§ **Work instruction**: Gather every line in the records below that contains the word "Result".

§ **Supplied records**:

const INDEX_MAGIC: u64 = 0x5354_5241_3149_4458; // "STRA1IDX"

/// The three parallel index families.
#[derive(Debug, Clone, Copy, PartialEq, Eq)]
pub enum FamilyKind {
    Primary,
    Secondary,
    Search,
}

impl FamilyKind {
    pub fn dir_name(&self) -> &'static str {
        match self {
            FamilyKind::Primary => "cpb",
            FamilyKind::Secondary => "csb",
            FamilyKind::Search => "ctb",
        }
    }

    /// Sorts `revisions` into this family's on-disk order.
    pub fn sort(&self, revisions: &mut [Revision]) {
        match self {
            FamilyKind::Primary => revisions.sort_by(|a, b| {
                a.record
                    .cmp(&b.record)
                    .then_with(|| a.key.cmp(&b.key))
                    .then_with(|| a.version.cmp(&b.version))
            }),
            FamilyKind::Secondary => revisions.sort_by(|a, b| {
                a.key
                    .cmp(&b.key)
                    .then_with(|| a.value.cmp(&b.value))
                    .then_with(|| a.version.cmp(&b.version))
            }),
            FamilyKind::Search => revisions.sort_by(|a, b| {
                a.key
                    .cmp(&b.key)
                    .then_with(|| a.value.cmp(&b.value))
                    .then_with(|| a.record.cmp(&b.record))
                    .then_with(|| a.version.cmp(&b.version))
            }),
        }
    }

    /// The coarse grouping a read path looks up by.
    pub fn group_key(&self, revision: &Revision) -> Vec<u8> {
        match self {
            FamilyKind::Primary => revision.record.to_be_bytes().to_vec(),
            FamilyKind::Secondary | FamilyKind::Search => revision.key.as_bytes().to_vec(),
        }
    }

    /// The fine-grained membership key the bloom filter indexes.
    pub fn membership_key(&self, revision: &Revision) -> Vec<u8> {
        match self {
            FamilyKind::Primary => primary_membership(revision.record, &revision.key),
            FamilyKind::Secondary | FamilyKind::Search => {
                keyed_membership(&revision.key, &revision.value)
            }
        }
    }
}
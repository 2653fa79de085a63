//! # Filesystem Façade
//!
//! Small, explicit helpers over the filesystem and memory-mapped I/O that
//! the buffer and database share: durable writes (file contents and the
//! parent directory entry), read-only maps of sealed files, numbered
//! directory listings, and a recursive delete that tolerates concurrent
//! additions.
//!
//! ## Durability Protocol
//!
//! A file does not durably exist until both its contents and its parent
//! directory entry are synced. [`write_durably`] and [`replace_durably`]
//! perform the full dance; callers that append to an already-registered
//! file only need `File::sync_data`.
//!
//! ## Transient Failures
//!
//! Deleting a directory can race with another thread still creating files
//! inside it. [`delete_dir_tolerant`] retries a bounded number of times
//! with a short backoff before giving up, logging each retry.

pub mod frames;

use std::fs::{self, File, OpenOptions};
use std::path::{Path, PathBuf};
use std::thread;
use std::time::Duration;

use eyre::{ensure, Result, WrapErr};
use memmap2::Mmap;
use tracing::warn;

use crate::config::{TRANSIENT_IO_BACKOFF_MS, TRANSIENT_IO_RETRIES};

/// Creates `dir` and any missing ancestors.
pub fn mkdirs(dir: &Path) -> Result<()> {
    fs::create_dir_all(dir)
        .wrap_err_with(|| format!("failed to create directory '{}'", dir.display()))
}

/// Syncs a directory entry so renames and creations inside it survive a
/// crash.
pub fn sync_dir(dir: &Path) -> Result<()> {
    let handle = File::open(dir)
        .wrap_err_with(|| format!("failed to open directory '{}' for sync", dir.display()))?;
    handle
        .sync_all()
        .wrap_err_with(|| format!("failed to sync directory '{}'", dir.display()))
}

/// Writes `bytes` to `path` and syncs both the file and its parent
/// directory before returning.
pub fn write_durably(path: &Path, bytes: &[u8]) -> Result<()> {
    let mut file = OpenOptions::new()
        .create(true)
        .write(true)
        .truncate(true)
        .open(path)
        .wrap_err_with(|| format!("failed to create '{}'", path.display()))?;
    use std::io::Write;
    file.write_all(bytes)
        .wrap_err_with(|| format!("failed to write '{}'", path.display()))?;
    file.sync_all()
        .wrap_err_with(|| format!("failed to sync '{}'", path.display()))?;
    if let Some(parent) = path.parent() {
        sync_dir(parent)?;
    }
    Ok(())
}

/// Atomically replaces `path` with `bytes` via a sibling temp file and a
/// rename, syncing file and directory. Readers observe either the old or
/// the new contents, never a torn mix.
pub fn replace_durably(path: &Path, bytes: &[u8]) -> Result<()> {
    let parent = path
        .parent()
        .ok_or_else(|| eyre::eyre!("'{}' has no parent directory", path.display()))?;
    let tmp = path.with_extension("tmp");
    write_durably(&tmp, bytes)?;
    fs::rename(&tmp, path).wrap_err_with(|| {
        format!(
            "failed to rename '{}' over '{}'",
            tmp.display(),
            path.display()
        )
    })?;
    sync_dir(parent)
}

/// Maps `path` read-only. The map stays valid until dropped; sealed files
/// are never modified in place, so no remap protocol is needed.
pub fn map_read(path: &Path) -> Result<Mmap> {
    let file = File::open(path)
        .wrap_err_with(|| format!("failed to open '{}' for mapping", path.display()))?;
    // Safety: sealed files are immutable once written and synced; the map
    // is never aliased by a writable mapping.
    unsafe { Mmap::map(&file) }
        .wrap_err_with(|| format!("failed to mmap '{}'", path.display()))
}

/// Lists `dir` entries named `<decimal>.<extension>`, ascending by number.
pub fn list_numbered_files(dir: &Path, extension: &str) -> Result<Vec<(u64, PathBuf)>> {
    let mut out = Vec::new();
    if !dir.exists() {
        return Ok(out);
    }
    let entries = fs::read_dir(dir)
        .wrap_err_with(|| format!("failed to read directory '{}'", dir.display()))?;
    for entry in entries {
        let entry = entry.wrap_err("failed to read directory entry")?;
        let path = entry.path();
        if path.extension().and_then(|e| e.to_str()) != Some(extension) {
            continue;
        }
        let stem = path.file_stem().and_then(|s| s.to_str());
        if let Some(number) = stem.and_then(|s| s.parse::<u64>().ok()) {
            out.push((number, path));
        }
    }
    out.sort_unstable_by_key(|(number, _)| *number);
    Ok(out)
}

/// Deletes `path` and everything under it. Files added concurrently are
/// retried on a best-effort basis with a bounded backoff.
pub fn delete_dir_tolerant(path: &Path) -> Result<()> {
    if !path.exists() {
        return Ok(());
    }
    let mut last_error = None;
    for attempt in 0..TRANSIENT_IO_RETRIES {
        match fs::remove_dir_all(path) {
            Ok(()) => return Ok(()),
            Err(e) if e.kind() == std::io::ErrorKind::NotFound => return Ok(()),
            Err(e) => {
                warn!(
                    path = %path.display(),
                    attempt = attempt + 1,
                    error = %e,
                    "directory delete disturbed, retrying"
                );
                last_error = Some(e);
                thread::sleep(Duration::from_millis(TRANSIENT_IO_BACKOFF_MS));
            }
        }
    }
    Err(last_error
        .map(eyre::Report::from)
        .unwrap_or_else(|| eyre::eyre!("unreachable: retry loop without an error")))
    .wrap_err_with(|| format!("failed to delete directory '{}'", path.display()))
}

/// Removes a single file, treating "already gone" as success.
pub fn delete_file(path: &Path) -> Result<()> {
    match fs::remove_file(path) {
        Ok(()) => Ok(()),
        Err(e) if e.kind() == std::io::ErrorKind::NotFound => Ok(()),
        Err(e) => {
            Err(e).wrap_err_with(|| format!("failed to delete file '{}'", path.display()))
        }
    }
}

/// Opens a file for appending, creating it if missing.
pub fn open_append(path: &Path) -> Result<File> {
    OpenOptions::new()
        .create(true)
        .append(true)
        .read(true)
        .open(path)
        .wrap_err_with(|| format!("failed to open '{}' for append", path.display()))
}

pub fn file_size(path: &Path) -> Result<u64> {
    let metadata = fs::metadata(path)
        .wrap_err_with(|| format!("failed to stat '{}'", path.display()))?;
    ensure!(metadata.is_file(), "'{}' is not a file", path.display());
    Ok(metadata.len())
}

#[cfg(test)]
mod tests {
    use super::*;
    use tempfile::tempdir;

    #[test]
    fn numbered_listing_is_ascending_and_filtered() {
        let dir = tempdir().unwrap();
        for name in ["3.blk", "1.blk", "2.blk", "10.blk", "junk.blk", "4.idx"] {
            std::fs::write(dir.path().join(name), b"x").unwrap();
        }
        let files = list_numbered_files(dir.path(), "blk").unwrap();
        let numbers: Vec<u64> = files.iter().map(|(n, _)| *n).collect();
        assert_eq!(numbers, vec![1, 2, 3, 10]);
    }

    #[test]
    fn replace_is_atomic_from_the_reader_side() {
        let dir = tempdir().unwrap();
        let path = dir.path().join("cursor");
        replace_durably(&path, b"first").unwrap();
        replace_durably(&path, b"second").unwrap();
        assert_eq!(std::fs::read(&path).unwrap(), b"second");
        assert!(!path.with_extension("tmp").exists());
    }

    #[test]
    fn delete_handles_missing_paths() {
        let dir = tempdir().unwrap();
        assert!(delete_dir_tolerant(&dir.path().join("nope")).is_ok());
        assert!(delete_file(&dir.path().join("nope.blk")).is_ok());
    }
}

§ **Answer section**:
use eyre::{ensure, Result, WrapErr};
pub fn mkdirs(dir: &Path) -> Result<()> {
pub fn sync_dir(dir: &Path) -> Result<()> {
pub fn write_durably(path: &Path, bytes: &[u8]) -> Result<()> {
pub fn replace_durably(path: &Path, bytes: &[u8]) -> Result<()> {
pub fn map_read(path: &Path) -> Result<Mmap> {
pub fn list_numbered_files(dir: &Path, extension: &str) -> Result<Vec<(u64, PathBuf)>> {
pub fn delete_dir_tolerant(path: &Path) -> Result<()> {
pub fn delete_file(path: &Path) -> Result<()> {
pub fn open_append(path: &Path) -> Result<File> {
pub fn file_size(path: &Path) -> Result<u64> {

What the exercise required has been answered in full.